By trade Mr. Barnum is a software developer, like many kids growing up in the 1980s, he may have played a video game or two. Trying to take the least amount of time away from the game often lead to grabbing some dip, some chips or veggies, and heading back to the game. He noted that “those were good times, but they weren’t good dips.” He looked around and didn’t see a product that was as good as he wanted it to be. Learning that stores would prefer to carry a product that was superior to what they currently had on their shelves, particularly if it was a local product, the quest was on to put something better together.
The first step was to learn as much about the industry as possible. Mr. Barnum enlisted the help of Kitchen 66, “Tulsa’s kickstart kitchen,” where he was able to learn from people in the industry and begin experimenting with recipes and techniques. From sourcing ingredients to how it is packaged, every decision had to be researched before the choice was made, revised, and finalized.
Mr. Barnum found a supplier that was willing to work with a demanding “small fish” and together they began perfecting the product. Over the past year, the company has finalized several of the mixes and is preparing to launch the product online for the 2017 Christmas season. He has also partnered with BetaBlox to assist in the rollout and expansion of his company. After the Christmas season he hopes you will see Awesome Dips in local stores.
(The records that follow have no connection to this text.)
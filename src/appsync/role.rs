// backendtool/src/appsync/role.rs
use anyhow::{Context, Result};
use serde_json::json;

use crate::errors::AppError;

pub fn service_role_name(api_name: &str) -> String {
    format!("{}-appsync-service-role", api_name)
}

pub fn policy_name(api_name: &str) -> String {
    format!("{}-datasource-access", api_name)
}

fn assume_role_policy_document() -> String {
    json!({
        "Version": "2012-10-17",
        "Statement": [{
            "Effect": "Allow",
            "Principal": { "Service": "appsync.amazonaws.com" },
            "Action": "sts:AssumeRole"
        }]
    })
    .to_string()
}

fn data_source_policy_document(table_arns: &[String]) -> String {
    let mut resources = Vec::new();
    for arn in table_arns {
        resources.push(arn.clone());
        resources.push(format!("{}/index/*", arn));
    }
    json!({
        "Version": "2012-10-17",
        "Statement": [{
            "Effect": "Allow",
            "Action": [
                "dynamodb:GetItem",
                "dynamodb:PutItem",
                "dynamodb:UpdateItem",
                "dynamodb:DeleteItem",
                "dynamodb:Query",
                "dynamodb:Scan",
                "dynamodb:BatchGetItem",
                "dynamodb:BatchWriteItem"
            ],
            "Resource": resources
        }]
    })
    .to_string()
}

/// Returns the ARN of the service role the api's data sources assume,
/// creating the role when it does not exist yet.
pub async fn ensure_service_role(client: &aws_sdk_iam::Client, api_name: &str) -> Result<String> {
    let role_name = service_role_name(api_name);

    if let Ok(existing) = client.get_role().role_name(&role_name).send().await {
        if let Some(role) = existing.role() {
            return Ok(role.arn().to_string());
        }
    }

    let created = client
        .create_role()
        .role_name(&role_name)
        .assume_role_policy_document(assume_role_policy_document())
        .send()
        .await
        .with_context(|| format!("Failed to create service role {}", role_name))?;
    let role = created
        .role()
        .ok_or_else(|| AppError::Backend("create_role returned no role".to_string()))?;
    println!("✓ Created service role {}.", role_name);
    Ok(role.arn().to_string())
}

/// Grants the service role access to the given tables via an inline policy.
pub async fn put_role_policy(
    client: &aws_sdk_iam::Client,
    api_name: &str,
    table_arns: &[String],
) -> Result<()> {
    if table_arns.is_empty() {
        return Ok(());
    }
    client
        .put_role_policy()
        .role_name(service_role_name(api_name))
        .policy_name(policy_name(api_name))
        .policy_document(data_source_policy_document(table_arns))
        .send()
        .await
        .context("Failed to put the data source access policy")?;
    Ok(())
}

/// Best-effort removal of the role and its inline policy; deletion failures
/// are reported, not fatal.
pub async fn delete_service_role(client: &aws_sdk_iam::Client, api_name: &str) {
    let role_name = service_role_name(api_name);

    if let Err(e) = client
        .delete_role_policy()
        .role_name(&role_name)
        .policy_name(policy_name(api_name))
        .send()
        .await
    {
        eprintln!("⚠️ Could not delete policy of role {}: {}", role_name, e);
    }
    match client.delete_role().role_name(&role_name).send().await {
        Ok(_) => println!("✓ Deleted service role {}.", role_name),
        Err(e) => eprintln!("⚠️ Could not delete role {}: {}", role_name, e),
    }
}

#[cfg(test)]
mod tests {
    use super::*;

    #[test]
    fn test_role_and_policy_names() {
        assert_eq!(service_role_name("notes-api"), "notes-api-appsync-service-role");
        assert_eq!(policy_name("notes-api"), "notes-api-datasource-access");
    }

    #[test]
    fn test_assume_role_policy_targets_appsync() {
        let document = assume_role_policy_document();
        assert!(document.contains("appsync.amazonaws.com"));
        assert!(document.contains("sts:AssumeRole"));
    }

    #[test]
    fn test_data_source_policy_covers_indexes() {
        let arns = vec!["arn:aws:dynamodb:us-east-1:123:table/notes".to_string()];
        let document = data_source_policy_document(&arns);
        assert!(document.contains("arn:aws:dynamodb:us-east-1:123:table/notes"));
        assert!(document.contains("table/notes/index/*"));
        assert!(document.contains("dynamodb:Query"));
    }
}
What was an unexpected challenge you face or are facing as an entrepreneur?
I’m no stranger to startups. I launched my first company in 1999, at age 20. So for me the business side of things comes fairly easy, however not being in the food industry previously and not having a food science background, I have had a large learning curve to get my product up to the standards I set for it. Often the stories you hear about food product startups is that a person made the greatest cookie and everyone said to that person they should start a business around that recipe. I kind of did the opposite and worked backwards; I found a niche in the marketplace and developed a product specifically to fill that need. It has been a test to see if that is effective or not.
When you talk to people, what is their biggest misconception about being an entrepreneur?
Simply that somehow you either have to be lucky or some kind of genius. The reality is that it takes a very focused, creative effort…and a willingness to fail. A lot of people simply aren’t comfortable with that, which is why I suggest you start small as an entrepreneur and learn the ropes. Then either build your business out by bootstrapping until you see traction with it, or fail quickly and move onto the next idea. You have to be willing to make sacrifices in other parts of your life. It means spending time in the evenings making phone calls and studying instead of watching Hulu.
What advice would you offer to someone wanting to start their own company?
Don’t jump on the first idea you have. Do some research and look at a variety of ideas. A lot of people believe they have a completely unique idea, and that is why they will be successful. In my experience, ideas are a dime a dozen. It’s what the market for it looks like that is important. How will you market and sell it? Can you build a system around the idea? Don’t think that just having a product, service, or website is having a business. If you don’t have an angle to get your business in front of people, then it doesn’t matter what you have.
Awesome Dips has worked with Kitchen 66 and BetaBlox, explain what they do and what can you tell people thinking about starting their own business about working with such programs?
We are very fortunate that Tulsa is a burgeoning startup hub. There are numerous organizations and programs that exist to help you setup and launch a business. Kitchen 66 and BetaBlox are 2 local examples of what are known as “incubators”. Basically they are a collection of classes, teachers, and mentors (usually with industry experience) that exist to help you launch and grow a business. Kitchen 66 is specific to working with startups in the food industry: be it food products, restaurants, or food trucks. BetaBlox works with companies across many industries, typically companies that already have a product or some market traction. They are both excellent resources and I am proud to work with them both.